Project Summary/Abstract
Medicaid patients experience significant health inequities. Medicaid patients have worse access to primary
care, which leads to adverse health events and utilization of high-cost services. Medicaid behavioral health
(BH) patients face even worse outcomes. Medicaid BH patients have higher rates of comorbid physical illness,
and have four times higher spending and mortality rates than those without a BH diagnosis. Medicaid BH
patients require complex clinical coordination, making care integration across delivery settings an urgent
policy goal. In an effort to improve utilization and health outcomes for BH patients, Medicaid programs across
the country are using pay-for-performance (P4P) to enact delivery system reform. P4P payment programs
reimburse health providers for achieving quality process and outcome milestones instead of services volume.

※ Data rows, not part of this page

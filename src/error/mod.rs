mod app_error;
mod constraint_parser;
mod database_converter;

pub use app_error::{AppError, AppResult, ValidationFieldError};
pub use constraint_parser::ConstraintParser;
pub use database_converter::DatabaseErrorConverter;
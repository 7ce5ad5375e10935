use crate::error::AppError;
use crate::models::{NewUser, User};
use sqlx::SqlitePool;

#[derive(Debug, sqlx::FromRow)]
pub struct UserRow {
    pub id: String,
    pub dni: String,
    pub name: String,
    pub password: String,
    pub role: String,
    pub created_at: String,
}

impl TryFrom<UserRow> for User {
    type Error = AppError;

    fn try_from(row: UserRow) -> Result<Self, Self::Error> {
        Ok(User {
            id: row.id,
            dni: row.dni,
            name: row.name,
            password: row.password,
            role: row.role.parse()?,
            created_at: row.created_at,
        })
    }
}

const DNI_TAKEN: &str = "Ya existe un usuario con este DNI";

pub async fn list_users(pool: &SqlitePool) -> Result<Vec<User>, AppError> {
    let rows = sqlx::query_as::<_, UserRow>(
        r#"
        SELECT id, dni, name, password, role, created_at
        FROM users
        ORDER BY created_at, id
        "#,
    )
    .fetch_all(pool)
    .await?;

    rows.into_iter().map(User::try_from).collect()
}

pub async fn find_by_id(pool: &SqlitePool, id: &str) -> Result<Option<User>, AppError> {
    let row = sqlx::query_as::<_, UserRow>(
        r#"
        SELECT id, dni, name, password, role, created_at
        FROM users
        WHERE id = ?
        "#,
    )
    .bind(id)
    .fetch_optional(pool)
    .await?;

    row.map(User::try_from).transpose()
}

pub async fn find_by_dni(pool: &SqlitePool, dni: &str) -> Result<Option<User>, AppError> {
    let row = sqlx::query_as::<_, UserRow>(
        r#"
        SELECT id, dni, name, password, role, created_at
        FROM users
        WHERE dni = ?
        "#,
    )
    .bind(dni)
    .fetch_optional(pool)
    .await?;

    row.map(User::try_from).transpose()
}

pub async fn create_user(pool: &SqlitePool, id: &str, user: &NewUser) -> Result<User, AppError> {
    sqlx::query(
        r#"
        INSERT INTO users (id, dni, name, password, role)
        VALUES (?, ?, ?, ?, ?)
        "#,
    )
    .bind(id)
    .bind(&user.dni)
    .bind(&user.name)
    .bind(&user.password)
    .bind(user.role.as_str())
    .execute(pool)
    .await
    .map_err(|e| AppError::from_write(e, DNI_TAKEN))?;

    find_by_id(pool, id)
        .await?
        .ok_or(AppError::Internal("Failed to retrieve created user".to_string()))
}

/// 병합이 끝난 사용자 전체를 저장합니다.
pub async fn update_user(pool: &SqlitePool, user: &User) -> Result<u64, AppError> {
    let result = sqlx::query(
        r#"
        UPDATE users
        SET dni = ?, name = ?, password = ?, role = ?
        WHERE id = ?
        "#,
    )
    .bind(&user.dni)
    .bind(&user.name)
    .bind(&user.password)
    .bind(user.role.as_str())
    .bind(&user.id)
    .execute(pool)
    .await
    .map_err(|e| AppError::from_write(e, DNI_TAKEN))?;

    Ok(result.rows_affected())
}

/// 교사 할당과 기록부는 `ON DELETE CASCADE`로 함께 지워집니다.
pub async fn delete_user(pool: &SqlitePool, id: &str) -> Result<u64, AppError> {
    let result = sqlx::query("DELETE FROM users WHERE id = ?")
        .bind(id)
        .execute(pool)
        .await?;

    Ok(result.rows_affected())
}
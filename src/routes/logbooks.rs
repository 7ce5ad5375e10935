//! # 수업 기록부 핸들러
//!
//! 교사 화면과 교장 화면의 동작을 JSON API로 노출합니다.
//!
//! | 메서드 | 경로 | 권한 | 설명 |
//! |---|---|---|---|
//! | GET | `/api/v1/teacher/logbooks` | 교사 | 할당마다 기록부 하나 (없으면 생성) |
//! | POST | `/api/v1/logbooks/{id}/sessions` | 담당 교사 | 수업 추가 |
//! | PATCH | `/api/v1/logbooks/{id}/sessions/{sid}/teacher-verification` | 담당 교사 | 교사 검증 켜기/끄기 |
//! | GET | `/api/v1/director/teachers` | 교장 | 교사별 기록부 요약 |
//! | GET | `/api/v1/director/logbooks?teacherId=` | 교장 | 기록부 목록 (교사 필터 선택) |
//! | POST | `/api/v1/logbooks/{id}/sessions/{sid}/director-verification` | 교장 | 교장 서명 |
//! | GET | `/api/v1/logbooks/{id}/export` | 담당 교사, 교장, 관리자 | xlsx 다운로드 |
//!
//! "오늘" 날짜는 서버의 로컬 시간대 기준입니다.

use axum::{
    extract::{Path, Query, State},
    http::{header, StatusCode},
    response::IntoResponse,
    Json,
};
use chrono::{Local, NaiveDate};
use serde::Deserialize;
use serde_json::{json, Value};

use crate::{
    error::AppError,
    middleware::auth::{CurrentUser, DirectorUser, TeacherUser},
    models::{
        ClassSession, DirectorVerificationRequest, NewSession, TeacherVerificationRequest,
    },
    services::{export, verification},
};

use super::AppState;

fn today() -> NaiveDate {
    Local::now().date_naive()
}

pub async fn teacher_logbooks(
    TeacherUser(teacher): TeacherUser,
    State(state): State<AppState>,
) -> Result<Json<Value>, AppError> {
    let logbooks = verification::teacher_dashboard(state.storage.as_ref(), &teacher).await?;
    Ok(Json(json!({ "logbooks": logbooks })))
}

pub async fn add_session(
    TeacherUser(teacher): TeacherUser,
    State(state): State<AppState>,
    Path(logbook_id): Path<String>,
    Json(req): Json<NewSession>,
) -> Result<(StatusCode, Json<ClassSession>), AppError> {
    let session =
        verification::record_session(state.storage.as_ref(), &teacher, &logbook_id, req, today())
            .await?;
    Ok((StatusCode::CREATED, Json(session)))
}

pub async fn teacher_verification(
    TeacherUser(teacher): TeacherUser,
    State(state): State<AppState>,
    Path((logbook_id, session_id)): Path<(String, String)>,
    Json(req): Json<TeacherVerificationRequest>,
) -> Result<Json<ClassSession>, AppError> {
    let session = verification::set_teacher_verification(
        state.storage.as_ref(),
        &teacher,
        &logbook_id,
        &session_id,
        req.verified,
    )
    .await?;
    Ok(Json(session))
}

pub async fn director_teachers(
    _director: DirectorUser,
    State(state): State<AppState>,
) -> Result<Json<Value>, AppError> {
    let teachers = verification::director_teachers(state.storage.as_ref()).await?;
    Ok(Json(json!({ "teachers": teachers })))
}

#[derive(Debug, Deserialize)]
#[serde(rename_all = "camelCase")]
pub struct DirectorLogbooksQuery {
    pub teacher_id: Option<String>,
}

pub async fn director_logbooks(
    _director: DirectorUser,
    State(state): State<AppState>,
    Query(query): Query<DirectorLogbooksQuery>,
) -> Result<Json<Value>, AppError> {
    let teacher_id = query.teacher_id.as_deref().filter(|id| !id.is_empty());
    let logbooks = verification::director_logbooks(state.storage.as_ref(), teacher_id).await?;
    Ok(Json(json!({ "logbooks": logbooks })))
}

pub async fn director_verification(
    DirectorUser(director): DirectorUser,
    State(state): State<AppState>,
    Path((logbook_id, session_id)): Path<(String, String)>,
    Json(req): Json<DirectorVerificationRequest>,
) -> Result<Json<ClassSession>, AppError> {
    let session = verification::verify_session(
        state.storage.as_ref(),
        &director,
        &logbook_id,
        &session_id,
        req.signature.as_deref(),
    )
    .await?;
    Ok(Json(session))
}

/// 파일 이름은 `export_file_name`이 ASCII로 정리하므로 헤더에 그대로 넣을 수 있습니다.
pub async fn export_logbook(
    CurrentUser(user): CurrentUser,
    State(state): State<AppState>,
    Path(logbook_id): Path<String>,
) -> Result<impl IntoResponse, AppError> {
    let file =
        export::export_logbook(state.storage.as_ref(), &user, &logbook_id, today()).await?;

    Ok((
        [
            (header::CONTENT_TYPE, export::XLSX_CONTENT_TYPE.to_string()),
            (
                header::CONTENT_DISPOSITION,
                format!("attachment; filename=\"{}\"", file.file_name),
            ),
        ],
        file.bytes,
    ))
}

In 2014, New York (NY) Medicaid established a program by which health providers were paid using P4P in
order to finance delivery reform initiatives. P4P may especially benefit BH patients, whose complex care needs
coordination and increased quality standardization. There is a growing push for states to adopt Medicaid P4P,
yet the impact of P4P programs have not been rigorously studied within Medicaid, especially in the context of
behavioral health care. This study investigates if Medicaid P4P reform is effective at improving health
outcomes and utilization for patients with unipolar depression, bipolar depression, and schizophrenia. We will
use a difference-in-differences (DiD) analysis to compare utilization and outcomes of Medicaid BH patients
receiving care from providers receiving P4P incentives to utilization and outcomes of Medicaid BH patients
receiving care from providers without P4P incentives. In NY’s P4P program, about 70% of all Medicaid primary
care providers participated in geographically diverse settings, enabling construction of exposed and
unexposed Medicaid BH to payment reform. Descriptive statistics and preliminary results on outcomes will be
presented. Analytic issues will be discussed, including approaches to address potential bias and group
comparability such as propensity score weights. This proposal also includes a detailed description of my
training plan, including scientific and career development training, as well as details on the excellent training
environment of NYU Grossman School of Medicine’s MSTP program.